Task instructions: Among the entries below, find every line that has "base" and pull it out.

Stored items

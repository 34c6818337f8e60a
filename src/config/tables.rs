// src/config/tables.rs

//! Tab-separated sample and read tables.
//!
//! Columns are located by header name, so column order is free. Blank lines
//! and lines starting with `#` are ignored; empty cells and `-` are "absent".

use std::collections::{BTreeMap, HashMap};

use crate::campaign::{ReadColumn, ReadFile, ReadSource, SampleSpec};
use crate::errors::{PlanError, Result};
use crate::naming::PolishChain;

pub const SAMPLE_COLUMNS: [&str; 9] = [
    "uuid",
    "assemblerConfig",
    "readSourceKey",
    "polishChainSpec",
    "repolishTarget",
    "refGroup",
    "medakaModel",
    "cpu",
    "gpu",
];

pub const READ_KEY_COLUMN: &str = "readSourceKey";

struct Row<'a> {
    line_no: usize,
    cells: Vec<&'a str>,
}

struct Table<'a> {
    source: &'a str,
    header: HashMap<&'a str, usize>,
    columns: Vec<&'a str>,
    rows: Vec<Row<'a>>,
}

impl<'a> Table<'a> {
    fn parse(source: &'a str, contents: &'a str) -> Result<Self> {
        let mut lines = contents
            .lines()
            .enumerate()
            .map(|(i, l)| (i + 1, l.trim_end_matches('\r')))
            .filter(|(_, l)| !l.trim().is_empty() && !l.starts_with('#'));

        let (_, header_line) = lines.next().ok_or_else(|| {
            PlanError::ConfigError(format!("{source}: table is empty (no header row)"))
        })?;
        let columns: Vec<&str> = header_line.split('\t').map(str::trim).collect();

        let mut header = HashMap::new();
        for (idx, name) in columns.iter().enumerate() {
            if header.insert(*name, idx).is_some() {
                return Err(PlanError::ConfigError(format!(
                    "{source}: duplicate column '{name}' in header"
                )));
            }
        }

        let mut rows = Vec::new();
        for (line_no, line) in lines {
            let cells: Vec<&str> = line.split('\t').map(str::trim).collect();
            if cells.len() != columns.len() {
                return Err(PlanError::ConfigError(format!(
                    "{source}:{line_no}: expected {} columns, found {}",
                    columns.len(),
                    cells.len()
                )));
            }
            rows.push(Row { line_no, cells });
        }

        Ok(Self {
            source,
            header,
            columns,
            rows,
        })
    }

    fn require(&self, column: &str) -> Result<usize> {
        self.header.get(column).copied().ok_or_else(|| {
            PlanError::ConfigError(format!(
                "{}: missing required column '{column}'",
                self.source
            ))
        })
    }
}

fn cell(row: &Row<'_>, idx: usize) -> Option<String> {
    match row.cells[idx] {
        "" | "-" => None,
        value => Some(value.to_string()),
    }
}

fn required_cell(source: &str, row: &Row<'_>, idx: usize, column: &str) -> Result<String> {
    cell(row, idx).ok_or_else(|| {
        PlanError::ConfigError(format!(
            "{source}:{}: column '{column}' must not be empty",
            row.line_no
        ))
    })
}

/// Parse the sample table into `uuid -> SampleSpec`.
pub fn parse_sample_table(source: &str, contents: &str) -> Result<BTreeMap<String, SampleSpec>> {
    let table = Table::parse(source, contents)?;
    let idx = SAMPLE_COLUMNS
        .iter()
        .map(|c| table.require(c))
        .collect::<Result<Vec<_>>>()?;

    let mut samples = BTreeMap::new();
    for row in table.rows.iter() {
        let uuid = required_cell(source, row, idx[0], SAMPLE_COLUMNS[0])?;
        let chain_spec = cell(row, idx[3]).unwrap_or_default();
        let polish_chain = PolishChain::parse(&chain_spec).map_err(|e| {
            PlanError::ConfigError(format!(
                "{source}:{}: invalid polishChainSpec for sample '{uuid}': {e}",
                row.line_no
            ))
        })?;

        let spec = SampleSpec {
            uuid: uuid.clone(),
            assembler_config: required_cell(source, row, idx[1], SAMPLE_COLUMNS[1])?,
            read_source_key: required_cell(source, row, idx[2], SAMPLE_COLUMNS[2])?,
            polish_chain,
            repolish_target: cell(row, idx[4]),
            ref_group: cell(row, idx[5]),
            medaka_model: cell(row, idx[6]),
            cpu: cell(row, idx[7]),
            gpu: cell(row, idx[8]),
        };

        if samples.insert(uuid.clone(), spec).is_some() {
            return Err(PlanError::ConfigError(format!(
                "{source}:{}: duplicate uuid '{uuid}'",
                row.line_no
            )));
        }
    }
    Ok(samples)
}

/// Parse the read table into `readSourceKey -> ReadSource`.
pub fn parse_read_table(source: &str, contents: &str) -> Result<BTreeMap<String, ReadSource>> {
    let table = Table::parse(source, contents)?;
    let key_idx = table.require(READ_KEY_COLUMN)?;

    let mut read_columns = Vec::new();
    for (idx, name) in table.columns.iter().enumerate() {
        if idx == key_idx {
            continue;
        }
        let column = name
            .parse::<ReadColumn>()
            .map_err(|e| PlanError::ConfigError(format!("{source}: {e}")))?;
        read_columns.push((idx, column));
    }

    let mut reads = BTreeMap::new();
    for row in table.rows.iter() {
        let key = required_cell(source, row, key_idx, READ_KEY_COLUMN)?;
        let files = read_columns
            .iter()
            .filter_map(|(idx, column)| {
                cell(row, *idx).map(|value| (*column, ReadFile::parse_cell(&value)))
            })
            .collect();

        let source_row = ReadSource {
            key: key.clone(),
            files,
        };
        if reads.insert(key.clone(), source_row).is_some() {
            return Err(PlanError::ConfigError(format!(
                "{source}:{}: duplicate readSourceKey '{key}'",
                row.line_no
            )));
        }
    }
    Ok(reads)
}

--

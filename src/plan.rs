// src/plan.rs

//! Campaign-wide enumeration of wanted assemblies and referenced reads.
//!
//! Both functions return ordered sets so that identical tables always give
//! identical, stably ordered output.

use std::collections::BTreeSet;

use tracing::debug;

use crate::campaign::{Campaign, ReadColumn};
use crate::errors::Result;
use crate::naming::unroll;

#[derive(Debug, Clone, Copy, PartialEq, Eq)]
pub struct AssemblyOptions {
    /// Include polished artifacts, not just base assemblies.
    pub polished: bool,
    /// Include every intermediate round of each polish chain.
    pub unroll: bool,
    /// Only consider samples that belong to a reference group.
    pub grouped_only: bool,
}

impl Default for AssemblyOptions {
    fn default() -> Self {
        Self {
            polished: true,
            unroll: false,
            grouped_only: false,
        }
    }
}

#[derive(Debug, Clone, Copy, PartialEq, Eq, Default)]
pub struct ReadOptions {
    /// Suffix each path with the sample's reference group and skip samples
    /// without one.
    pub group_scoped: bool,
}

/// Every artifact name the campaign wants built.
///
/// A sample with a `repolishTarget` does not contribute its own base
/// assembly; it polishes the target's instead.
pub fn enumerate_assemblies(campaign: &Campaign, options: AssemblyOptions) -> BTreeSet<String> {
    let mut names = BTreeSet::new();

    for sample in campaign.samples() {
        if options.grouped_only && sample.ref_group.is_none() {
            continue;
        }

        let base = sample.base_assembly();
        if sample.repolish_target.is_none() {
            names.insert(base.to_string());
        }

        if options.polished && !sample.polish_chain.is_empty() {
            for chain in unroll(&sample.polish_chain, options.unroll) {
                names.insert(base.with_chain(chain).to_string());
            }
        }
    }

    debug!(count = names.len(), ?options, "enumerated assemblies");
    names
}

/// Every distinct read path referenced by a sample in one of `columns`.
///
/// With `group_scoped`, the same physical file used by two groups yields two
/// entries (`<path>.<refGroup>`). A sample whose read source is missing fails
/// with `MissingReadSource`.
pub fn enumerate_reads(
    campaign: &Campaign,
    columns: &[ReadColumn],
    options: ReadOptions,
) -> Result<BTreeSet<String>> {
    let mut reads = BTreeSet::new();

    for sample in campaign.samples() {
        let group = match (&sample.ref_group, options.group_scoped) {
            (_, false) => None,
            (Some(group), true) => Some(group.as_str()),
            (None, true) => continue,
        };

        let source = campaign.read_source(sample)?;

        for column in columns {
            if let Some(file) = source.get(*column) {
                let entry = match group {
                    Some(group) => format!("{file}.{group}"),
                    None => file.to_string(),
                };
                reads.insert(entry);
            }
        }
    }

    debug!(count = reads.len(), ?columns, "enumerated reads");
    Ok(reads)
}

Problem solution:
    /// Include polished artifacts, not just base assemblies.
/// A sample with a `repolishTarget` does not contribute its own base
        let base = sample.base_assembly();
            names.insert(base.to_string());
                names.insert(base.with_chain(chain).to_string());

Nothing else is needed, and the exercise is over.